The most surprising new finding, however, is the recent discovery that we’ve been using methods which work fine for macroscopic ecology, but which have so little relevance at the microbial scale as to be useless. A recent study compared the genomes of 60 different strains of the same species—E. coli—and found that they have only 20% of their genes in common! Genetically speaking, you’re more similar to a banana than two of these E. coli strains are to one another.
So how can we talk about the interacting and evolving community of microbes around and within us, if the familiar unit of natural selection—the species—is useless? That’s the subject of new work by Mikhail Tikhonov, a researcher at Harvard’s Center of Mathematical Sciences & Applications, published last month in the American Physical Society’s journal Physical Review E.

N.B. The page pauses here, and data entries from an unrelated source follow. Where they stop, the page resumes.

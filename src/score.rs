use std::fs;
use std::io;
use std::path::{Path, PathBuf};

use serde::{Deserialize, Serialize};

const APP_DIR_NAME: &str = "snake-arcade";
const SCORE_FILE_NAME: &str = "scores.json";

/// High-score persistence port.
///
/// The session treats persistence as best-effort: a failing store never
/// interrupts play, and the in-memory score display stays correct.
pub trait ScoreStore {
    /// Loads the persisted high score. Missing backing data is `Ok(0)`.
    fn load(&mut self) -> io::Result<u32>;

    /// Persists `score` as the new high score.
    fn save(&mut self, score: u32) -> io::Result<()>;
}

#[derive(Debug, Clone, Copy, Serialize, Deserialize)]
struct ScoreFile {
    high_score: u32,
}

/// File-backed score store under the platform data directory.
#[derive(Debug, Clone)]
pub struct JsonScoreStore {
    path: PathBuf,
}

impl JsonScoreStore {
    /// Creates a store at the platform-correct score file path.
    #[must_use]
    pub fn new() -> Self {
        Self {
            path: scores_path(),
        }
    }

    /// Creates a store at an explicit path.
    #[must_use]
    pub fn at_path(path: PathBuf) -> Self {
        Self { path }
    }
}

impl Default for JsonScoreStore {
    fn default() -> Self {
        Self::new()
    }
}

impl ScoreStore for JsonScoreStore {
    fn load(&mut self) -> io::Result<u32> {
        load_high_score_from_path(&self.path)
    }

    fn save(&mut self, score: u32) -> io::Result<()> {
        save_high_score_to_path(&self.path, score)
    }
}

/// Returns the platform-correct score file path.
#[must_use]
pub fn scores_path() -> PathBuf {
    let mut base = dirs::data_local_dir().unwrap_or_else(|| PathBuf::from("."));
    base.push(APP_DIR_NAME);
    base.push(SCORE_FILE_NAME);
    base
}

fn load_high_score_from_path(path: &Path) -> io::Result<u32> {
    let raw = match fs::read_to_string(path) {
        Ok(raw) => raw,
        Err(e) if e.kind() == io::ErrorKind::NotFound => return Ok(0),
        Err(e) => return Err(e),
    };

    serde_json::from_str::<ScoreFile>(&raw)
        .map(|file| file.high_score)
        .map_err(|e| io::Error::new(io::ErrorKind::InvalidData, e))
}

fn save_high_score_to_path(path: &Path, score: u32) -> io::Result<()> {
    if let Some(parent) = path.parent() {
        fs::create_dir_all(parent)?;
    }

    let payload = ScoreFile { high_score: score };
    let json = serde_json::to_string_pretty(&payload)
        .map_err(|error| io::Error::new(io::ErrorKind::InvalidData, error))?;

    fs::write(path, json)
}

Rather than treating variation within a species as slight perturbations from a prototypical organism that’s representative of the species at large, Tikhonov’s new model proposes starting from the assumption of complete disorder—abstaining from imposing any structure onto the ecosystem, and classifying organisms based on their unique functional characteristics. If two different microbes have the exact same set of genes, they can be lumped together, but if one has an extra metabolic pathway that lets it eat nutrients inaccessible to the other, they’re considered separate phenotypes.
The interplay among all these various phenotypes—whether they’re competing for food, cooperating, or assaulting one another through antibiotic production—is described in an interaction matrix, which has a row for every phenotype in the ecosystem. While this sounds impossible to construct, and hasn’t been done yet for a complex ecosystem like the one in your intestines, models of simpler systems with a few interacting phenotypes have been successful.
The beauty of “theoretical ecology without species” is that, if two organisms are similar enough that they really ought to be considered as one, they naturally will be, just by virtue of the way the interaction matrix is constructed and analyzed. Tikhonov’s proposed model is far more complex and computationally expensive than current paradigms, but may be necessary in the future if we want to truly understand what’s going on in our bodies and the world around us.
But whatever tools we end up using to combat the rapidly-arriving “antibiotic apocalypse”, it’s clear that the comparatively simple models which work so well for leopards or cows won’t do for Lactobacilli and Clostridia.